Information on pharmaceutical prices

Economic theory says that for commodities, there should be one market price. For instance, there is one worldwide price for oil, metals also have a one worldwide price. While there is significant heterogeneity between different types of medical treatments, one would expect that the price of pharmaceuticals would be the same or very similar across different pharmacies. Of course, drugs from different companies, or brand name versus generic drugs would likely have different prices, but economic theory suggests that pharmacies selling drugs with the exact same chemical formulation from the exact same company should sell these drugs at approximately the same price.

This is not what a phone survey by change:healthcare found. According to VentureBeat, the survey examined six prescription drugs: “Copaxone, an injectable multiple-sclerosis drug; the antidepressant Zoloft; the fibromyalgia drug Lyrica; Lipitor, a statin that lowers cholesterol; the sleep aid Ambien; and the allergy/asthma drug Singulair. The survey turned up some surprisingly wide disparities among the pharmacy chains, such as the fact that a Lyrica prescription costs more than twice as much at Rite-Aid as it does at Walgreens. No single pharmacy was consistently the cheapest, and prices could vary considerably even at different branches of the same chain. Kroger, for instance, charged twice as much for Singulair in one Nashville neighborhood (Green Hills/Belle Meade) as it did in another (Franklin).

How large are these differences? The change:helathcare site states:

“A person buying at the highest priced chain in the survey would have paid about $485 (20%) more than the person buying at the lowest. In fact, the cost of a prescription can vary as much as 20 to 40 percent between major pharmacy chains within walking distance of one another, and as much as 50 percent from one part of a city to another.”

While VentureBeat wisely notes that change:healthcare has “a vested interest in building demand for services that will help individuals compare healthcare costs,” it is still interesting such large price discrepancies could exist.


  1. Jason – thank you for noticing the Rx case study! Even though both studies (Rx and also the “strep test” case study) were not done with a large sample size nor did we apply complete, third-party academic rigor to our methodology (though approp blinded, randomization was applied)… the point was not to perform a genuine scientific analysis. The point was to validate just how confusing, inequitable, and down-right silly product and services pricing in healthcare can be when someone wants to know, “how much will this cost me?” (be it someone uninsured or bearing more of the direct cost via higher deductible in a CDHP).

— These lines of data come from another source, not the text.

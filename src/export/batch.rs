//! Sequential export of every slide in the store.

use serde::Serialize;
use tokio::time::sleep;
use tracing::{debug, info, instrument, warn};

use super::{ExportOutcome, ExportRequest, Exporter};
use crate::error::{ErrorKind, FpError, Result};
use crate::notify::{Severity, StatCounter};
use crate::slides::SlideStore;

/// One slide that did not export.
#[derive(Debug, Clone, PartialEq, Serialize)]
pub struct SlideFailure {
    /// One-based slide number.
    pub slide: usize,
    pub kind: ErrorKind,
    pub message: String,
}

/// Outcome of [`Exporter::export_all_slides`].
#[derive(Debug, Clone, PartialEq, Serialize)]
pub struct BatchReport {
    pub total: usize,
    pub succeeded: usize,
    pub failed: Vec<SlideFailure>,
    pub exported: Vec<ExportOutcome>,
}

impl BatchReport {
    #[must_use]
    pub fn is_success(&self) -> bool {
        self.failed.is_empty()
    }

    /// `"{succeeded}/{total} slides exported"`.
    #[must_use]
    pub fn summary(&self) -> String {
        format!("{}/{} slides exported", self.succeeded, self.total)
    }
}

/// Progress for slide `index` of `total`: spread over 10..=90.
fn batch_progress(index: usize, total: usize) -> u8 {
    let fraction = index as f64 / total as f64;
    ((fraction * 80.0).round() as u8).saturating_add(10)
}

impl Exporter {
    /// Export every slide in order, then restore the slide that was active.
    ///
    /// Per-slide failures are reported and skipped; the batch itself only
    /// fails when it cannot start.
    #[instrument(skip(self, store), fields(total = store.slides().len()))]
    pub async fn export_all_slides(
        &self,
        store: &mut dyn SlideStore,
        request: &ExportRequest,
    ) -> Result<BatchReport> {
        let _busy = self.begin()?;

        let total = store.slides().len();
        if total == 0 {
            self.notifier
                .show_toast("There are no slides to export", Severity::Error);
            return Err(FpError::NoSlides);
        }
        request.validate()?;

        let original = store.active_index();
        let mut report = BatchReport {
            total,
            succeeded: 0,
            failed: Vec::new(),
            exported: Vec::new(),
        };
        info!(total, format = %request.format, "Starting batch export");

        for index in 0..total {
            match self.export_slide_at(store, index, total, request).await {
                Ok(outcome) => {
                    report.succeeded += 1;
                    self.notifier.update_stats(StatCounter::Exports);
                    report.exported.push(outcome);
                }
                Err(err) => {
                    warn!(slide = index + 1, error = %err, "Slide export failed");
                    self.notifier.show_toast(
                        &format!("Slide {} failed: {}", index + 1, err.diagnostic()),
                        Severity::Warning,
                    );
                    report.failed.push(SlideFailure {
                        slide: index + 1,
                        kind: err.kind(),
                        message: err.to_string(),
                    });
                }
            }
            sleep(self.timings.between_slides).await;
        }

        self.restore_active(store, original);
        self.notifier.update_progress(100, "Export complete");

        if report.succeeded == 0 {
            self.notifier.show_toast(
                &format!("No slides were exported ({})", report.summary()),
                Severity::Error,
            );
        } else {
            self.notifier.show_toast(&report.summary(), Severity::Success);
        }
        info!(
            succeeded = report.succeeded,
            failed = report.failed.len(),
            "Batch export finished"
        );
        Ok(report)
    }

    async fn export_slide_at(
        &self,
        store: &mut dyn SlideStore,
        index: usize,
        total: usize,
        request: &ExportRequest,
    ) -> Result<ExportOutcome> {
        store.set_active(index)?;
        store.render()?;
        self.notifier.update_progress(
            batch_progress(index, total),
            &format!("Exporting slide {} of {total}", index + 1),
        );
        sleep(self.timings.render_settle).await;
        self.export_once(store, request).await
    }

    fn restore_active(&self, store: &mut dyn SlideStore, original: usize) {
        let restored = store.set_active(original).and_then(|()| store.render());
        match restored {
            Ok(()) => debug!(slide = original + 1, "Restored active slide"),
            Err(err) => {
                warn!(slide = original + 1, error = %err, "Could not restore active slide");
                self.notifier.show_toast(
                    &format!("Could not return to slide {}", original + 1),
                    Severity::Warning,
                );
            }
        }
    }
}
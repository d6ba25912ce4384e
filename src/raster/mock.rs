//! Mock rasterizer for unit and integration testing.
//!
//! Records every capture together with the state of the document at the
//! moment of capture, and supports scripted failures.
//!
//! # Example
//!
//! ```rust,ignore
//! use flashpost::error::{CaptureErrorKind, FpError};
//! use flashpost::raster::mock::MockRasterizer;
//!
//! let mock = MockRasterizer::new();
//! mock.fail_on_call(2, FpError::capture(CaptureErrorKind::CrossOrigin, "CORS error"));
//!
//! // ... run exports ...
//!
//! assert_eq!(mock.capture_count(), 5);
//! assert!(mock.captures().iter().all(|c| c.chrome_hidden));
//! ```

use std::collections::HashMap;
use std::sync::Mutex;
use std::time::Duration;

use image::{Rgba, RgbaImage};
use tracing::{debug, trace};

use super::{CaptureOptions, RasterImage, Rasterizer};
use crate::chrome::CHROME_SELECTORS;
use crate::document::{Document, ElementId};
use crate::error::{CaptureErrorKind, FpError, Result};

/// Fill used when the capture has no background.
pub const MOCK_FILL: Rgba<u8> = Rgba([40, 80, 160, 128]);

/// One recorded capture.
#[derive(Debug, Clone, PartialEq)]
pub struct CaptureRecord {
    pub target: ElementId,
    pub scale: f32,
    pub width: u32,
    pub height: u32,
    pub background: Option<Rgba<u8>>,
    pub use_cors: bool,
    pub allow_taint: bool,
    pub image_timeout: Duration,
    /// Every chrome element was hidden when the capture ran.
    pub chrome_hidden: bool,
    /// Inline font families of the cloned elements after the clone hook ran.
    pub cloned_fonts: Vec<Option<String>>,
}

/// Mock rasterizer for testing without painting.
#[derive(Debug, Default)]
pub struct MockRasterizer {
    records: Mutex<Vec<CaptureRecord>>,
    error_injection: Mutex<Option<FpError>>,
    failing_calls: Mutex<HashMap<usize, FpError>>,
    fail_always: Mutex<Option<CaptureErrorKind>>,
    calls: Mutex<usize>,
}

impl MockRasterizer {
    #[must_use]
    pub fn new() -> Self {
        Self::default()
    }

    /// Fail the next capture with `error`.
    pub fn inject_error(&self, error: FpError) {
        *self.error_injection.lock().unwrap() = Some(error);
    }

    /// Fail the `n`-th capture (1-based) with `error`.
    pub fn fail_on_call(&self, n: usize, error: FpError) {
        self.failing_calls.lock().unwrap().insert(n, error);
    }

    /// Fail every capture with `kind`.
    pub fn fail_always(&self, kind: CaptureErrorKind) {
        *self.fail_always.lock().unwrap() = Some(kind);
    }

    /// Recorded captures, including failed ones.
    #[must_use]
    pub fn captures(&self) -> Vec<CaptureRecord> {
        self.records.lock().unwrap().clone()
    }

    #[must_use]
    pub fn capture_count(&self) -> usize {
        self.records.lock().unwrap().len()
    }

    /// Most recent capture.
    #[must_use]
    pub fn last_capture(&self) -> Option<CaptureRecord> {
        self.records.lock().unwrap().last().cloned()
    }

    fn scripted_failure(&self, call: usize) -> Option<FpError> {
        if let Some(error) = self.error_injection.lock().unwrap().take() {
            return Some(error);
        }
        if let Some(error) = self.failing_calls.lock().unwrap().remove(&call) {
            return Some(error);
        }
        self.fail_always
            .lock()
            .unwrap()
            .map(|kind| FpError::capture(kind, "mock capture failure"))
    }
}

fn chrome_hidden(document: &Document) -> bool {
    CHROME_SELECTORS
        .iter()
        .flat_map(|selector| document.query_all(selector))
        .all(|id| !document.is_rendered(id))
}

impl Rasterizer for MockRasterizer {
    fn name(&self) -> &str {
        "mock"
    }

    fn capture(
        &self,
        document: &Document,
        target: ElementId,
        options: &CaptureOptions<'_>,
    ) -> Result<RasterImage> {
        let call = {
            let mut calls = self.calls.lock().unwrap();
            *calls += 1;
            *calls
        };

        let cloned_fonts = document
            .clone_subtree(target)
            .map(|mut clone| {
                if let Some(hook) = options.on_clone {
                    hook(document, &mut clone);
                }
                clone
                    .elements()
                    .into_iter()
                    .map(|id| {
                        clone
                            .document
                            .get(id)
                            .and_then(|e| e.style.font_family.clone())
                    })
                    .collect()
            })
            .unwrap_or_default();

        let record = CaptureRecord {
            target,
            scale: options.scale,
            width: options.width,
            height: options.height,
            background: options.background,
            use_cors: options.use_cors,
            allow_taint: options.allow_taint,
            image_timeout: options.image_timeout,
            chrome_hidden: chrome_hidden(document),
            cloned_fonts,
        };
        trace!(?record, call, "Recording capture");
        self.records.lock().unwrap().push(record);

        if let Some(error) = self.scripted_failure(call) {
            debug!(call, %error, "Mock capture failing");
            return Err(error);
        }

        let (width, height) = options.canvas_size();
        let fill = options.background.unwrap_or(MOCK_FILL);
        Ok(RasterImage::new(RgbaImage::from_pixel(width, height, fill)))
    }
}
//! Batch export of every slide.

use flashpost::download::DeliveryPath;
use flashpost::error::{CaptureErrorKind, ErrorKind, FpError};
use flashpost::export::{ExportFormat, ExportRequest};
use flashpost::notify::{Severity, StatCounter};
use flashpost::slides::SlideStore;

use crate::common::{CountingStore, Harness, chrome_state, init_test_logging, store};

fn request() -> ExportRequest {
    ExportRequest::new(ExportFormat::Png, 120, 120, 1.0)
}

#[tokio::test]
async fn test_third_of_five_failing() {
    init_test_logging();
    let h = Harness::new();
    h.rasterizer
        .fail_on_call(3, FpError::capture(CaptureErrorKind::CrossOrigin, "tainted canvas"));
    let mut store = CountingStore::new(store(5, 120, 120));
    store.set_active(1).unwrap();
    store.switches.clear();

    let report = h.exporter.export_all_slides(&mut store, &request()).await.unwrap();

    assert_eq!(report.total, 5);
    assert_eq!(report.succeeded, 4);
    assert_eq!(report.summary(), "4/5 slides exported");
    assert_eq!(report.failed.len(), 1);
    assert_eq!(report.failed[0].slide, 3);
    assert_eq!(
        report.failed[0].kind,
        ErrorKind::Rasterization(CaptureErrorKind::CrossOrigin)
    );
    let slides: Vec<usize> = report.exported.iter().map(|o| o.slide).collect();
    assert_eq!(slides, vec![1, 2, 4, 5]);

    let warnings = h.notifier.toasts(Severity::Warning);
    assert_eq!(warnings.len(), 1);
    assert!(warnings[0].starts_with("Slide 3 failed:"));
    assert!(warnings[0].contains("cross-origin"));
    assert_eq!(
        h.notifier.toasts(Severity::Success).last().map(String::as_str),
        Some("4/5 slides exported")
    );

    // Five switches, then back to the slide that was active.
    assert_eq!(store.switches, vec![0, 1, 2, 3, 4, 1]);
    assert_eq!(store.active_index(), 1);
    assert_eq!(h.sink.delivered().len(), 4);
    assert_eq!(h.notifier.stats_count(StatCounter::Exports), 4);
    assert!(h.notifier.prompts().is_empty());
}

#[tokio::test]
async fn test_all_failing_still_restores() {
    let h = Harness::new();
    h.rasterizer.fail_always(CaptureErrorKind::Network);
    let mut store = CountingStore::new(store(3, 120, 120));
    store.set_active(2).unwrap();
    store.switches.clear();

    let report = h.exporter.export_all_slides(&mut store, &request()).await.unwrap();

    assert_eq!(report.succeeded, 0);
    assert_eq!(report.failed.len(), 3);
    assert!(!report.is_success());
    assert_eq!(store.switches, vec![0, 1, 2, 2]);
    assert_eq!(store.active_index(), 2);
    assert_eq!(
        h.notifier.toasts(Severity::Error),
        vec!["No slides were exported (0/3 slides exported)"]
    );
    assert!(h.notifier.toasts(Severity::Success).is_empty());
    assert_eq!(h.notifier.progress().last(), Some(&100));
}

#[tokio::test]
async fn test_progress_is_monotonic_and_ends_at_100() {
    let h = Harness::new();
    let mut store = store(4, 120, 120);

    h.exporter.export_all_slides(&mut store, &request()).await.unwrap();

    let progress = h.notifier.progress();
    assert_eq!(progress, vec![10, 30, 50, 70, 100]);
    assert!(progress.windows(2).all(|w| w[0] <= w[1]));
    assert_eq!(progress.iter().filter(|p| **p == 100).count(), 1);
}

#[tokio::test]
async fn test_every_capture_hides_chrome() {
    let h = Harness::new();
    let mut store = store(3, 120, 120);
    let before = chrome_state(store.document());

    h.exporter.export_all_slides(&mut store, &request()).await.unwrap();

    let captures = h.rasterizer.captures();
    assert_eq!(captures.len(), 3);
    assert!(captures.iter().all(|c| c.chrome_hidden));
    assert_eq!(chrome_state(store.document()), before);
}

#[tokio::test]
async fn test_batch_pdf_uses_document_path() {
    let h = Harness::new();
    let mut store = store(2, 120, 120);
    let request = ExportRequest::new(ExportFormat::Pdf, 120, 120, 1.0);

    let report = h.exporter.export_all_slides(&mut store, &request).await.unwrap();

    assert!(report.is_success());
    let delivered = h.sink.delivered();
    assert_eq!(delivered.len(), 2);
    assert!(delivered.iter().all(|d| d.path == DeliveryPath::Document));
    assert!(delivered[0].filename.starts_with("flashpost_slide_1_"));
    assert!(delivered[1].filename.starts_with("flashpost_slide_2_"));
}

#[tokio::test]
async fn test_empty_deck_fails_before_switching() {
    let h = Harness::new();
    let mut store = CountingStore::new(store(0, 120, 120));

    let err = h
        .exporter
        .export_all_slides(&mut store, &request())
        .await
        .unwrap_err();

    assert!(matches!(err, FpError::NoSlides));
    assert!(store.switches.is_empty());
    assert_eq!(h.notifier.toasts(Severity::Error).len(), 1);
    assert!(h.notifier.progress().is_empty());
}

#[tokio::test]
async fn test_invalid_request_fails_before_switching() {
    let h = Harness::new();
    let mut store = CountingStore::new(store(2, 120, 120));

    let err = h
        .exporter
        .export_all_slides(&mut store, &ExportRequest::new(ExportFormat::Png, 120, 120, 0.0))
        .await
        .unwrap_err();

    assert!(matches!(err, FpError::InvalidRequest(_)));
    assert!(store.switches.is_empty());
    assert_eq!(h.rasterizer.capture_count(), 0);
}
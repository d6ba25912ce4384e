//! Scoped suppression of UI chrome during capture.
//!
//! Navigation buttons, the slide-number badge and position indicators sit on
//! top of the slide container and must not end up in exported images.
//! [`ChromeGuard::hide`] records each element's inline `display` and
//! `visibility`, hides it, and puts the recorded values back when the guard
//! is dropped, whichever way the capture ends.

use std::ops::Deref;

use serde::Serialize;
use tracing::{debug, trace};

use crate::document::{Display, Document, ElementId, Visibility};

/// Selectors for chrome elements, in hide order.
pub const CHROME_SELECTORS: &[&str] = &[".nav-button", ".slide-number", ".position-indicator"];

/// Inline visibility values of one element before hiding.
#[derive(Debug, Clone, Copy, PartialEq, Eq, Serialize)]
pub struct SavedVisibility {
    pub element: ElementId,
    pub display: Option<Display>,
    pub visibility: Option<Visibility>,
}

/// Holds chrome hidden until dropped.
pub struct ChromeGuard<'a> {
    document: &'a mut Document,
    saved: Vec<SavedVisibility>,
}

impl<'a> ChromeGuard<'a> {
    /// Snapshot and hide every element matching [`CHROME_SELECTORS`].
    pub fn hide(document: &'a mut Document) -> Self {
        Self::hide_matching(document, CHROME_SELECTORS)
    }

    /// Snapshot and hide every element matching any of `selectors`.
    pub fn hide_matching(document: &'a mut Document, selectors: &[&str]) -> Self {
        let mut saved: Vec<SavedVisibility> = Vec::new();
        for selector in selectors {
            for id in document.query_all(selector) {
                if saved.iter().any(|s| s.element == id) {
                    continue;
                }
                let Some(element) = document.get_mut(id) else {
                    continue;
                };
                saved.push(SavedVisibility {
                    element: id,
                    display: element.style.display,
                    visibility: element.style.visibility,
                });
                element.style.display = Some(Display::None);
                element.style.visibility = Some(Visibility::Hidden);
                trace!(?id, selector, "Hid chrome element");
            }
        }
        debug!(count = saved.len(), "Chrome hidden");
        Self { document, saved }
    }

    /// Values recorded before hiding.
    #[must_use]
    pub fn saved(&self) -> &[SavedVisibility] {
        &self.saved
    }

    /// Read access to the document while chrome is hidden.
    #[must_use]
    pub fn document(&self) -> &Document {
        &*self.document
    }
}

impl Deref for ChromeGuard<'_> {
    type Target = Document;

    fn deref(&self) -> &Document {
        &*self.document
    }
}

impl Drop for ChromeGuard<'_> {
    fn drop(&mut self) {
        for saved in self.saved.drain(..).rev() {
            if let Some(element) = self.document.get_mut(saved.element) {
                element.style.display = saved.display;
                element.style.visibility = saved.visibility;
            }
        }
        debug!("Chrome restored");
    }
}
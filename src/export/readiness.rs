//! Pre-export checks and the diagnostic smoke test.

use serde::Serialize;
use tracing::{info, instrument, warn};

use super::{ExportFormat, Exporter};
use crate::document::{Document, Element, Rect, Style, WHITE};
use crate::raster::CaptureOptions;
use crate::slides::{SLIDE_CONTAINER_SELECTOR, SlideStore};

const PROBE_SIZE: u32 = 100;

/// Whether an export could start right now.
#[derive(Debug, Clone, PartialEq, Eq, Serialize)]
pub struct ReadinessReport {
    pub ready: bool,
    pub issues: Vec<String>,
}

/// Result of rasterizing a throwaway probe element.
#[derive(Debug, Clone, PartialEq, Eq, Serialize)]
#[serde(tag = "status", rename_all = "snake_case")]
pub enum SmokeTest {
    Passed { width: u32, height: u32 },
    Failed { error: String },
    /// No rasterizer to test.
    Skipped,
}

/// Full diagnosis: readiness for every format plus the smoke test.
#[derive(Debug, Clone, PartialEq, Eq, Serialize)]
pub struct Diagnosis {
    #[serde(skip_serializing_if = "Option::is_none")]
    pub rasterizer: Option<String>,
    #[serde(skip_serializing_if = "Option::is_none")]
    pub pdf_backend: Option<String>,
    pub slide_count: usize,
    pub readiness: ReadinessReport,
    pub smoke_test: SmokeTest,
}

impl Diagnosis {
    #[must_use]
    pub fn is_healthy(&self) -> bool {
        self.readiness.ready && matches!(self.smoke_test, SmokeTest::Passed { .. })
    }
}

impl Exporter {
    /// List what would stop an export in `format`, in check order.
    #[must_use]
    pub fn check_export_readiness(
        &self,
        store: &dyn SlideStore,
        format: ExportFormat,
    ) -> ReadinessReport {
        let mut issues = Vec::new();
        if self.rasterizer.is_none() {
            issues.push("Rasterizer not available".to_string());
        }
        if format == ExportFormat::Pdf && self.pdf.is_none() {
            issues.push("PDF engine not available".to_string());
        }
        if store.slides().is_empty() {
            issues.push("No slides to export".to_string());
        }
        if store.document().query(SLIDE_CONTAINER_SELECTOR).is_none() {
            issues.push(format!("Slide container ({SLIDE_CONTAINER_SELECTOR}) not found"));
        }
        ReadinessReport {
            ready: issues.is_empty(),
            issues,
        }
    }

    /// Readiness for PDF (the strictest format) plus a probe capture.
    ///
    /// The probe lives in a scratch document, so slide content is never
    /// touched.
    #[instrument(skip(self, store))]
    pub fn diagnose_export_issues(&self, store: &dyn SlideStore) -> Diagnosis {
        let readiness = self.check_export_readiness(store, ExportFormat::Pdf);
        for issue in &readiness.issues {
            warn!(issue, "Export readiness issue");
        }

        let smoke_test = self.run_smoke_test();
        info!(?smoke_test, ready = readiness.ready, "Export diagnosis complete");

        Diagnosis {
            rasterizer: self.rasterizer.as_ref().map(|r| r.name().to_string()),
            pdf_backend: self.pdf.as_ref().map(|p| p.name().to_string()),
            slide_count: store.slides().len(),
            readiness,
            smoke_test,
        }
    }

    fn run_smoke_test(&self) -> SmokeTest {
        let Some(rasterizer) = &self.rasterizer else {
            return SmokeTest::Skipped;
        };

        let mut scratch = Document::new();
        let root = scratch.root();
        let Some(probe) = scratch.append(
            root,
            Element::new("div")
                .with_id("export-probe")
                .with_style(Style::new().background(WHITE))
                .with_rect(Rect::sized(PROBE_SIZE as f32, PROBE_SIZE as f32))
                .with_text("Test"),
        ) else {
            return SmokeTest::Failed {
                error: "could not build probe element".to_string(),
            };
        };

        let options = CaptureOptions {
            background: Some(WHITE),
            scale: 1.0,
            width: PROBE_SIZE,
            height: PROBE_SIZE,
            image_timeout: self.timings.image_timeout,
            ..CaptureOptions::default()
        };
        let result = match rasterizer.capture(&scratch, probe, &options) {
            Ok(image) if !image.is_empty() => SmokeTest::Passed {
                width: image.width(),
                height: image.height(),
            },
            Ok(image) => SmokeTest::Failed {
                error: format!("probe rendered {}x{}", image.width(), image.height()),
            },
            Err(err) => SmokeTest::Failed {
                error: err.to_string(),
            },
        };
        scratch.remove(probe);
        result
    }
}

    Like in the movie Shrek, healthcare is “…like an onion! Layers, many layers.” The current system just isn’t geared for simplicity nor direct-to-consumer purchasing, which is why efforts that help to point that out may not be perfect, appear flawed or potentially one-sided YET are needed to poke people within the system to say, “This is screwed up. It’s too complex and there is a dire need of more transparency.”

    Just wanted to say thanks for noticing our trivial efforts.